I understand that I have to slide my filters over the input image and what I get is an image array. Afterwards I apply ReLU and max-pooling, which leaves me still with an array of images. However, I do not understand what to do when I want to apply another set of filters. Before I had 1 image, which turned into an array of images, but now I have an array of images. Does that mean I will get an array of arrays of images? A 2D array, which is actually 4D because it is a 2D array of 2D arrays - images? And what happens on the next layers? Will there be 5 dimensions? and 6?
Also, can you recommend a good written tutorial (not video) for beginners? Ideally if it has examples for Java.
Any help would be appreciated.

I think you are missing that convolutions work on images including their depth.

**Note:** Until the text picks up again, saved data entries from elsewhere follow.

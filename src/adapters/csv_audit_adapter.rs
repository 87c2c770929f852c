//! CSV audit trail: one row per decision cycle in `cycles.csv` and one row
//! per closed position in `trades.csv`.

use std::fs::{self, File, OpenOptions};
use std::path::{Path, PathBuf};
use std::sync::Mutex;

use crate::domain::cycle::{CycleOutcome, CycleRecord};
use crate::domain::error::EngineError;
use crate::domain::position::ClosedPosition;
use crate::ports::audit_port::AuditPort;

const TIMESTAMP_FORMAT: &str = "%Y-%m-%d %H:%M:%S";

const CYCLE_HEADER: [&str; 11] = [
    "timestamp",
    "instrument",
    "timeframe",
    "stage",
    "outcome",
    "direction",
    "strength",
    "prediction_bias",
    "prediction_confidence",
    "prediction_error",
    "actions",
];

const TRADE_HEADER: [&str; 10] = [
    "id",
    "instrument",
    "direction",
    "volume",
    "entry_price",
    "exit_price",
    "opened_at",
    "closed_at",
    "reason",
    "realized_pnl",
];

fn audit_error(reason: impl Into<String>) -> EngineError {
    EngineError::Audit {
        reason: reason.into(),
    }
}

pub struct CsvAuditAdapter {
    dir: PathBuf,
    cycles: Mutex<csv::Writer<File>>,
    trades: Mutex<csv::Writer<File>>,
}

impl CsvAuditAdapter {
    /// Opens (or creates) the audit files under `dir`. Existing files are
    /// appended to; headers are only written to empty files.
    pub fn create<P: AsRef<Path>>(dir: P) -> Result<Self, EngineError> {
        let dir = dir.as_ref().to_path_buf();
        fs::create_dir_all(&dir)?;
        let cycles = Self::open_writer(&dir.join("cycles.csv"), &CYCLE_HEADER)?;
        let trades = Self::open_writer(&dir.join("trades.csv"), &TRADE_HEADER)?;
        Ok(Self {
            dir,
            cycles: Mutex::new(cycles),
            trades: Mutex::new(trades),
        })
    }

    pub fn dir(&self) -> &Path {
        &self.dir
    }

    fn open_writer(path: &Path, header: &[&str]) -> Result<csv::Writer<File>, EngineError> {
        let has_data = fs::metadata(path).map(|m| m.len() > 0).unwrap_or(false);
        let file = OpenOptions::new().create(true).append(true).open(path)?;
        let mut writer = csv::WriterBuilder::new()
            .has_headers(false)
            .from_writer(file);
        if !has_data {
            writer
                .write_record(header)
                .map_err(|e| audit_error(format!("{}: {}", path.display(), e)))?;
        }
        Ok(writer)
    }

    fn write(writer: &Mutex<csv::Writer<File>>, row: &[String]) -> Result<(), EngineError> {
        let mut w = writer.lock().unwrap_or_else(|e| e.into_inner());
        w.write_record(row).map_err(|e| audit_error(e.to_string()))
    }
}

fn opt(value: Option<f64>) -> String {
    value.map(|v| v.to_string()).unwrap_or_default()
}

fn cycle_row(record: &CycleRecord) -> Vec<String> {
    let outcome = match &record.outcome {
        CycleOutcome::Completed => "completed".to_string(),
        CycleOutcome::Skipped { reason, .. } => format!("skipped: {}", reason),
    };
    let actions: Vec<String> = record.actions.iter().map(|a| a.to_string()).collect();
    vec![
        record.timestamp.format(TIMESTAMP_FORMAT).to_string(),
        record.key.instrument.clone(),
        record.key.timeframe.to_string(),
        record.stage.to_string(),
        outcome,
        record
            .signal
            .as_ref()
            .map(|s| s.direction.to_string())
            .unwrap_or_default(),
        opt(record.signal.as_ref().map(|s| s.strength)),
        opt(record.prediction.map(|p| p.bias())),
        opt(record.prediction.map(|p| p.confidence())),
        record.prediction_error.clone().unwrap_or_default(),
        actions.join("; "),
    ]
}

fn trade_row(closed: &ClosedPosition) -> Vec<String> {
    let p = &closed.position;
    vec![
        p.id.to_string(),
        p.instrument.clone(),
        p.direction.to_string(),
        p.volume.to_string(),
        p.entry_price.to_string(),
        closed.exit_price.to_string(),
        p.opened_at.format(TIMESTAMP_FORMAT).to_string(),
        closed.closed_at.format(TIMESTAMP_FORMAT).to_string(),
        closed.reason.to_string(),
        format!("{:.2}", closed.realized_pnl),
    ]
}

impl AuditPort for CsvAuditAdapter {
    fn record_cycle(&self, record: &CycleRecord) -> Result<(), EngineError> {
        Self::write(&self.cycles, &cycle_row(record))
    }

    fn record_closed(&self, closed: &ClosedPosition) -> Result<(), EngineError> {
        Self::write(&self.trades, &trade_row(closed))
    }

    fn flush(&self) -> Result<(), EngineError> {
        for writer in [&self.cycles, &self.trades] {
            writer.lock().unwrap_or_else(|e| e.into_inner()).flush()?;
        }
        Ok(())
    }
}

#[cfg(test)]
mod tests {
    use super::*;
    use crate::domain::cycle::CycleAction;
    use crate::domain::ohlcv::{SeriesKey, Timeframe};
    use crate::domain::position::{ExitReason, Position, PositionStatus};
    use crate::domain::signal::{Direction, Signal};
    use chrono::{NaiveDate, NaiveDateTime};
    use tempfile::TempDir;

    fn at(hour: u32) -> NaiveDateTime {
        NaiveDate::from_ymd_opt(2024, 1, 15)
            .unwrap()
            .and_hms_opt(hour, 0, 0)
            .unwrap()
    }

    fn closed() -> ClosedPosition {
        ClosedPosition {
            position: Position {
                id: 3,
                instrument: "EURUSD".into(),
                direction: Direction::Short,
                entry_price: 1.2,
                volume: 0.5,
                stop_loss: 1.21,
                take_profit: 1.18,
                contract_size: 1.0,
                opened_at: at(9),
                status: PositionStatus::Closed,
                risk: 0.005,
                broker_ref: None,
                entry_commission: 0.0,
            },
            exit_price: 1.18,
            closed_at: at(12),
            realized_pnl: 0.01,
            reason: ExitReason::TakeProfit,
        }
    }

    #[test]
    fn writes_headers_and_rows() {
        let dir = TempDir::new().unwrap();
        let audit = CsvAuditAdapter::create(dir.path()).unwrap();

        let mut record = CycleRecord::new(SeriesKey::new("EURUSD", Timeframe::H1), at(10));
        record.signal = Some(Signal::from_strength(0.6, 0.1, Vec::new()));
        record.actions.push(CycleAction::Reverted { id: 2 });
        audit.record_cycle(&record).unwrap();
        audit.record_closed(&closed()).unwrap();
        audit.flush().unwrap();

        let cycles = fs::read_to_string(dir.path().join("cycles.csv")).unwrap();
        let lines: Vec<&str> = cycles.lines().collect();
        assert_eq!(lines.len(), 2);
        assert!(lines[0].starts_with("timestamp,instrument,timeframe"));
        assert!(lines[1].contains("EURUSD"));
        assert!(lines[1].contains("reverted #2"));

        let trades = fs::read_to_string(dir.path().join("trades.csv")).unwrap();
        assert!(trades.lines().nth(1).unwrap().starts_with("3,EURUSD,short"));
        assert!(trades.contains("take_profit"));
    }

    #[test]
    fn reopening_appends_without_second_header() {
        let dir = TempDir::new().unwrap();
        {
            let audit = CsvAuditAdapter::create(dir.path()).unwrap();
            audit.record_closed(&closed()).unwrap();
            audit.flush().unwrap();
        }
        let audit = CsvAuditAdapter::create(dir.path()).unwrap();
        audit.record_closed(&closed()).unwrap();
        audit.flush().unwrap();

        let trades = fs::read_to_string(dir.path().join("trades.csv")).unwrap();
        assert_eq!(trades.lines().count(), 3);
        assert_eq!(trades.matches("realized_pnl").count(), 1);
    }
}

If the input image is an RGB image, its depth is 3 and also the depth of the convolutional filters in the first layer is 3. When you slide these 3D filters over your 3D image, you get an array of 2D images as you say. But if you stack these output images along the third dimension, you get a 3D image again. Now it will not have a depth of 3 but the depth will equal the number of the filters you used. So in the second (and any next) layer you get a 3D image as an input and you output a 3D image as well. The depth of the image will vary depending on the number of the filters in the given layer. The depth of the filters must match the depth of the corresponding input image.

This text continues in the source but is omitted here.